It was a pleasant surprise to find relatively good anganwadis in Orissa as well, a state not exactly known for exemplary governance. There were clear signs of real efforts to create a friendly environment at the anganwadi, both for the child and for the anganwadi worker. In most of the sample villages, anganwadis were relatively well-equipped—some even had mini-toilets especially designed for small children. Many anganwadi workers were active and well-trained, and not just for routine work at the anganwadi but also for home visits. Children had uniforms, signifying that the anganwadi is not just a parking lot for children but a centre of learning. Simple pre-school education activities such as games, songs and counting were found at several anganwadis.

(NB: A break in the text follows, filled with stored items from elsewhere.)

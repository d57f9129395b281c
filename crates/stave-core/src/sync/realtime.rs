//! Realtime change feed
//!
//! Server-pushed note changes for one notebook at a time. Delivery is
//! at-least-once and unordered across entities; ordering within a note is
//! guaranteed only by the version gate in reconciliation, never by arrival
//! order. Feed failures end the subscription; the caller re-subscribes.

use async_trait::async_trait;
use futures::{SinkExt, StreamExt};
use tokio::sync::mpsc;
use tokio::task::JoinHandle;
use tokio_tungstenite::{connect_async, tungstenite::Message};

use crate::error::{Error, Result};
use crate::models::{Note, NotebookId};

/// A live subscription; dropping it tears the feed down.
pub struct RealtimeSubscription {
    notebook_id: NotebookId,
    task: JoinHandle<()>,
}

impl RealtimeSubscription {
    #[must_use]
    pub const fn new(notebook_id: NotebookId, task: JoinHandle<()>) -> Self {
        Self { notebook_id, task }
    }

    #[must_use]
    pub const fn notebook_id(&self) -> NotebookId {
        self.notebook_id
    }
}

impl Drop for RealtimeSubscription {
    fn drop(&mut self) {
        self.task.abort();
    }
}

/// Source of server-pushed note changes scoped to a notebook.
#[async_trait]
pub trait RealtimeFeed: Send + Sync {
    /// Open a feed for `notebook_id`, forwarding inbound notes into `sink`.
    async fn subscribe(
        &self,
        notebook_id: NotebookId,
        sink: mpsc::UnboundedSender<Note>,
    ) -> Result<RealtimeSubscription>;
}

/// WebSocket-backed change feed.
///
/// One note JSON document per text frame; ping frames are answered, any
/// transport error ends the stream.
pub struct WebSocketFeed {
    endpoint: String,
    api_key: String,
}

impl WebSocketFeed {
    pub fn new(endpoint: impl Into<String>, api_key: impl Into<String>) -> Result<Self> {
        let endpoint = endpoint.into().trim().trim_end_matches('/').to_string();
        if endpoint.is_empty() {
            return Err(Error::InvalidInput("endpoint must not be empty".into()));
        }
        Ok(Self {
            endpoint: ws_base_url(&endpoint),
            api_key: api_key.into(),
        })
    }

    fn feed_url(&self, notebook_id: NotebookId) -> String {
        format!(
            "{}/realtime/v1?apikey={}&notebook_id=eq.{}",
            self.endpoint,
            urlencoding::encode(&self.api_key),
            notebook_id
        )
    }
}

#[async_trait]
impl RealtimeFeed for WebSocketFeed {
    async fn subscribe(
        &self,
        notebook_id: NotebookId,
        sink: mpsc::UnboundedSender<Note>,
    ) -> Result<RealtimeSubscription> {
        let url = self.feed_url(notebook_id);
        let (stream, _) = connect_async(&url)
            .await
            .map_err(|error| Error::Remote(error.to_string()))?;
        let (mut sender, mut receiver) = stream.split();

        let subscribe_frame = serde_json::json!({
            "event": "subscribe",
            "notebook_id": notebook_id.as_str(),
        });
        sender
            .send(Message::Text(subscribe_frame.to_string().into()))
            .await
            .map_err(|error| Error::Remote(error.to_string()))?;

        let task = tokio::spawn(async move {
            while let Some(frame) = receiver.next().await {
                match frame {
                    Ok(Message::Text(text)) => match serde_json::from_str::<Note>(&text) {
                        Ok(note) if note.notebook_id == notebook_id => {
                            if sink.send(note).is_err() {
                                break;
                            }
                        }
                        Ok(note) => {
                            tracing::debug!(note = %note.id, "ignoring note outside subscribed notebook");
                        }
                        Err(error) => {
                            tracing::debug!(%error, "ignoring non-note frame");
                        }
                    },
                    Ok(Message::Ping(data)) => {
                        if sender.send(Message::Pong(data)).await.is_err() {
                            break;
                        }
                    }
                    Ok(Message::Close(_)) => break,
                    Ok(_) => {}
                    Err(error) => {
                        tracing::warn!(%error, notebook = %notebook_id, "realtime feed failed");
                        break;
                    }
                }
            }
            tracing::debug!(notebook = %notebook_id, "realtime feed closed");
        });

        Ok(RealtimeSubscription::new(notebook_id, task))
    }
}

/// Convert an http(s) endpoint to its ws(s) counterpart.
fn ws_base_url(endpoint: &str) -> String {
    if let Some(rest) = endpoint.strip_prefix("http://") {
        format!("ws://{rest}")
    } else if let Some(rest) = endpoint.strip_prefix("https://") {
        format!("wss://{rest}")
    } else if endpoint.starts_with("ws://") || endpoint.starts_with("wss://") {
        endpoint.to_string()
    } else {
        format!("wss://{endpoint}")
    }
}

ICDS still has a very long way to go. But at least there are now good reasons to feel hopeful about the programme. Indeed, more and more anganwadis in north India are beginning to achieve standards that were thought to be possible only in a few states like Tamil Nadu and Himachal Pradesh. Few programmes are more important for the future of the country and of Indian children.

Good Marks for Mid-day Meals

Are schools just a place for imparting formal knowledge, or do they have a larger role in protecting children’s basic right to education, health and nutrition? A role all the more important as parents often lack the res­ources, time, power or knowledge to safeguard the well-being of children. India’s mid-day meal sch­eme is part of this vision of a caring school environment for every child.

The scheme has come a long way since November 2001, when the Supreme Court (in PUCL vs Union of India and Others) ordered all state governments to provide cooked mid-day meals in primary schools. It made a slow start, with very frugal ‘meals’ such as turmeric rice or ghoogri (sweetened boiled wheat). Bihar took nearly five years to put the programme in place. But year after year, the scheme has been making headway—kitchens being built, handpumps installed, menus being improved and reluctant upper-caste parents persuaded to shed their prejudices against Dalit cooks or inter-dining. (Even when parents are reluctant, children sometimes eat together behind their backs!)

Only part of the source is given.